### RECORDS TO USE
══════════════════════════════
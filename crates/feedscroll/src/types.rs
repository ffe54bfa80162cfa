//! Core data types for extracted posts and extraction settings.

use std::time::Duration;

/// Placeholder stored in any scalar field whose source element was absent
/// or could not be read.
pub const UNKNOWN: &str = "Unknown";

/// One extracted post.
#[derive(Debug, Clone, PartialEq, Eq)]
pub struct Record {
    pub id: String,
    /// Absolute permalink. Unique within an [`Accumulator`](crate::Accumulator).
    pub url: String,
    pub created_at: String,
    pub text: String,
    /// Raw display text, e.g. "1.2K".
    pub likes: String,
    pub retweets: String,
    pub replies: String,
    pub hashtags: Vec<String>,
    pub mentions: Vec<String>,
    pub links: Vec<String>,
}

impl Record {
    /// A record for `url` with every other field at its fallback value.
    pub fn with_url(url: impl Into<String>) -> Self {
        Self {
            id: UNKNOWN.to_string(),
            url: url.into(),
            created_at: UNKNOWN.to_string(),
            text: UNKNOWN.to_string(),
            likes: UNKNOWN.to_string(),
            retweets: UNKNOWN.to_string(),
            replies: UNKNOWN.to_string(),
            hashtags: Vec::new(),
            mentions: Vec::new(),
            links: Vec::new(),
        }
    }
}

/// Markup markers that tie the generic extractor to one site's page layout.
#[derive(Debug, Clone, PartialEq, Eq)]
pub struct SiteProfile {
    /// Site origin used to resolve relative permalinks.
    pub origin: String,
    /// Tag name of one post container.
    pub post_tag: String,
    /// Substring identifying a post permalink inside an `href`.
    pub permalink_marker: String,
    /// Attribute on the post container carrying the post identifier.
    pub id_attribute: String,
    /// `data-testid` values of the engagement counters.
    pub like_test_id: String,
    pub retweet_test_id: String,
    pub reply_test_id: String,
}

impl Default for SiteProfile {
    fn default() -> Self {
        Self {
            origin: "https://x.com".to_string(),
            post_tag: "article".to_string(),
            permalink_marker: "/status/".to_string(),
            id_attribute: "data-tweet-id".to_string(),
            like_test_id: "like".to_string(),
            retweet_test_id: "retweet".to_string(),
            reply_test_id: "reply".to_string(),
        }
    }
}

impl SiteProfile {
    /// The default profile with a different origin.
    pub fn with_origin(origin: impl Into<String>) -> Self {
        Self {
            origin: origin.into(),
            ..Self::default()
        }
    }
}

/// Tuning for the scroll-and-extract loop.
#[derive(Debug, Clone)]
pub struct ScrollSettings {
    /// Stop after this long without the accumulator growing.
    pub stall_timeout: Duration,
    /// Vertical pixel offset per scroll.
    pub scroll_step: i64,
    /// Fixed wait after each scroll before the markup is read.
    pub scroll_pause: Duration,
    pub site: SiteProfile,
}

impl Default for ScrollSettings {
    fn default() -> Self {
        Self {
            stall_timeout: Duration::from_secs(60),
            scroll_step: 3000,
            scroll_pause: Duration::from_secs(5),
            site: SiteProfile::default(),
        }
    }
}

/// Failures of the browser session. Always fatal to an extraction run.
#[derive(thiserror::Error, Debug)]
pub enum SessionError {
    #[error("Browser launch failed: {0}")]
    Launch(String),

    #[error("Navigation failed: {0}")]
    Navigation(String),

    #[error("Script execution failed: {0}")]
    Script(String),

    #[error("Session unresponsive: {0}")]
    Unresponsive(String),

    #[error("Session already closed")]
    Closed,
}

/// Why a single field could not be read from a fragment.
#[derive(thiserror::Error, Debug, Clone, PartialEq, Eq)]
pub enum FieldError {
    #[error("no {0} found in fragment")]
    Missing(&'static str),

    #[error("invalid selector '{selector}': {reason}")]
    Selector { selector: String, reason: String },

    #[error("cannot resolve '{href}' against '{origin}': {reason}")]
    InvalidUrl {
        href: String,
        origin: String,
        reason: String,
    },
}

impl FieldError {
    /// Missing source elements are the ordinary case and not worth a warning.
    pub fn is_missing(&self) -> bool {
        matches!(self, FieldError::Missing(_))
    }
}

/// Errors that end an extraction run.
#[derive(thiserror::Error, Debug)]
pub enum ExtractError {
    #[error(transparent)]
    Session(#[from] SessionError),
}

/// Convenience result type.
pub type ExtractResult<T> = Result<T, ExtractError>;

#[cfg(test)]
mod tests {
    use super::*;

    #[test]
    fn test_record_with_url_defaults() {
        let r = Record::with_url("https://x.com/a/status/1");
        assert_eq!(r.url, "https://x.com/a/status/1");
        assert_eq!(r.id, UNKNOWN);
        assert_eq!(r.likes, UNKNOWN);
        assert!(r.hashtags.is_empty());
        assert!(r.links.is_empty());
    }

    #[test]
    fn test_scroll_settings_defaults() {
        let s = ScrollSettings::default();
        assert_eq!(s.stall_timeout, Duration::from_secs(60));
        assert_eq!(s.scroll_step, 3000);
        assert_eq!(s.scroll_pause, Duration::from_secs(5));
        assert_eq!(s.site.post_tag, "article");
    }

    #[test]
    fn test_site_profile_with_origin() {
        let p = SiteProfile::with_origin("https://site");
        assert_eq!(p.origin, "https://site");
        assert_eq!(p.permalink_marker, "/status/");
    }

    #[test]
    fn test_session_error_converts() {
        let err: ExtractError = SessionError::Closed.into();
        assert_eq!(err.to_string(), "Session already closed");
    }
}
══════════════════════════════
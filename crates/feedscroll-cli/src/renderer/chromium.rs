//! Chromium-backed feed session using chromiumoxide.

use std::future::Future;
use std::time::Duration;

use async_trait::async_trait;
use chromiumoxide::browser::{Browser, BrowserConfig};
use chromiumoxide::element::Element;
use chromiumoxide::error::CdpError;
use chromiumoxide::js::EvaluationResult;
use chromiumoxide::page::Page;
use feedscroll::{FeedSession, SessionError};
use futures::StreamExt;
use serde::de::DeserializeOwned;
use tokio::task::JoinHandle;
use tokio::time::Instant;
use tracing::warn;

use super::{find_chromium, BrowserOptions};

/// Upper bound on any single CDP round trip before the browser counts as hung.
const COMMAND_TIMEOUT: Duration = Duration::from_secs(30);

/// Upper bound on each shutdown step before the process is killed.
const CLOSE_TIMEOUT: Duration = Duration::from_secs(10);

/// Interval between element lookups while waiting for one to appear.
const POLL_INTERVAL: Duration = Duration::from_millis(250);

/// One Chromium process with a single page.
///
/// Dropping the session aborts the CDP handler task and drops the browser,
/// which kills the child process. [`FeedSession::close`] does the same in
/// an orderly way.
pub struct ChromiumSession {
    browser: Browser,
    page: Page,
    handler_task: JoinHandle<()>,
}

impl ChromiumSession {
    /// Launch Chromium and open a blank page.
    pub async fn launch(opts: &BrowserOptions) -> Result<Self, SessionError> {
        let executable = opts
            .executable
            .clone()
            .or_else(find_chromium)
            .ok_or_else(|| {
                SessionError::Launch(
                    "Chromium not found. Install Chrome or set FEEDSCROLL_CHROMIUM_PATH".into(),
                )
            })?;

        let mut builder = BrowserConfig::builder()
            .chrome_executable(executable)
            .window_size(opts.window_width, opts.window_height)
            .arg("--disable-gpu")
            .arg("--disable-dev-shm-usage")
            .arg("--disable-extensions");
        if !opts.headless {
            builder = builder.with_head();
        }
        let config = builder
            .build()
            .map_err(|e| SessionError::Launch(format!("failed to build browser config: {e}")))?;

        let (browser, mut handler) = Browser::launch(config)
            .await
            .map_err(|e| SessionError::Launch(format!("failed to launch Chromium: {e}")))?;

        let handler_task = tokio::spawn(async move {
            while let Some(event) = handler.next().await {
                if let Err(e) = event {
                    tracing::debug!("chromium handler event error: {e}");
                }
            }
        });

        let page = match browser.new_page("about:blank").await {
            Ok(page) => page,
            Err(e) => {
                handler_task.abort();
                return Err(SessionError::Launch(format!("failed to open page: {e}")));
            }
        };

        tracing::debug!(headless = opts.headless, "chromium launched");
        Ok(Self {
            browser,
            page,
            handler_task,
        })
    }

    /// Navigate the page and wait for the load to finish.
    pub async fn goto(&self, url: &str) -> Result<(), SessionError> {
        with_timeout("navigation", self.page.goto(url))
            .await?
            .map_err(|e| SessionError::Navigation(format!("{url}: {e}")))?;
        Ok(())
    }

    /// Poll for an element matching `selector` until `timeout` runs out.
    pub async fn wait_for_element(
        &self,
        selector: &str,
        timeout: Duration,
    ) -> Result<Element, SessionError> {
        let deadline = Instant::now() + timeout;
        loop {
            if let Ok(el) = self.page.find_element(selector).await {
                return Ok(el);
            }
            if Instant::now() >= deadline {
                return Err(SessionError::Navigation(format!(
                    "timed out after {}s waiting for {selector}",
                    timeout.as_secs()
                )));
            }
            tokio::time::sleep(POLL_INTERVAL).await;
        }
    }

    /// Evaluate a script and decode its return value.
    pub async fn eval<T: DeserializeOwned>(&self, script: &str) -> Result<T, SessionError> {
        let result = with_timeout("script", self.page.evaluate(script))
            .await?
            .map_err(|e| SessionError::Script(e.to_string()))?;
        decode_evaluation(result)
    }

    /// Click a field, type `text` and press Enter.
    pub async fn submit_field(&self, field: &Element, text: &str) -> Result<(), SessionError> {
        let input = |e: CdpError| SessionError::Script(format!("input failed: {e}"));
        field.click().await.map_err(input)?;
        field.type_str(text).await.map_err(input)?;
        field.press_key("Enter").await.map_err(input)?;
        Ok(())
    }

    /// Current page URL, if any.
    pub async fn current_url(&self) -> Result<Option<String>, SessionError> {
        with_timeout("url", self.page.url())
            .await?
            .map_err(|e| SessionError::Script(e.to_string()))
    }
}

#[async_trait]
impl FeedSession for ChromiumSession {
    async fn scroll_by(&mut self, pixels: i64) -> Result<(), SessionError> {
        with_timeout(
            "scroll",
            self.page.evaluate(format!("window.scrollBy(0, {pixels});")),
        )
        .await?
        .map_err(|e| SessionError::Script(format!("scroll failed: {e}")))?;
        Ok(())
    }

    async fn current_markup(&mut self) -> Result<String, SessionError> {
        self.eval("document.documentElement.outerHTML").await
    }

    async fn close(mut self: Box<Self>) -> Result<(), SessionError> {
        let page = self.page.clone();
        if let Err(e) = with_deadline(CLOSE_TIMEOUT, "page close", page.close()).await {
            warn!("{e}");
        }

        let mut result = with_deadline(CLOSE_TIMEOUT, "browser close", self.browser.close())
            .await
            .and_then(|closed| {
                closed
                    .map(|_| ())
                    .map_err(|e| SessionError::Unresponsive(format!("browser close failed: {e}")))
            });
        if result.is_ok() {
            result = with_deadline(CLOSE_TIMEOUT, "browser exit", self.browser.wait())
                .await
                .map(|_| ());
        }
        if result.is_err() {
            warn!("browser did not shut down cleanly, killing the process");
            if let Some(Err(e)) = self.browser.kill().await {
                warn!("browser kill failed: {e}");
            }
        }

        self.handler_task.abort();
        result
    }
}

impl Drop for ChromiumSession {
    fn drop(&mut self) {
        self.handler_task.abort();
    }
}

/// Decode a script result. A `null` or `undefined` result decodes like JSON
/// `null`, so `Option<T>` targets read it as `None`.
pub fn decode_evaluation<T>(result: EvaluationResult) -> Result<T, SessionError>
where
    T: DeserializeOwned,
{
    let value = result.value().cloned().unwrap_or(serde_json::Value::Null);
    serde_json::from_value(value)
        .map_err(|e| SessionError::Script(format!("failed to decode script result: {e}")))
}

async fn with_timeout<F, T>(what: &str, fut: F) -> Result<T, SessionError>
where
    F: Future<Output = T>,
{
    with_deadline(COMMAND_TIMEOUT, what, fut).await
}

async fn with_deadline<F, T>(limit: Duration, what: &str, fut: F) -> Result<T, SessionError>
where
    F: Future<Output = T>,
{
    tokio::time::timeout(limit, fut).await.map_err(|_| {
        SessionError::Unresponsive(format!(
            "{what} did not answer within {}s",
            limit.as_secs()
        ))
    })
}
══════════════════════════════
### EXERCISE
Say the number of lines in the entries that have the string "text", and only that.

### TASK RESULT
6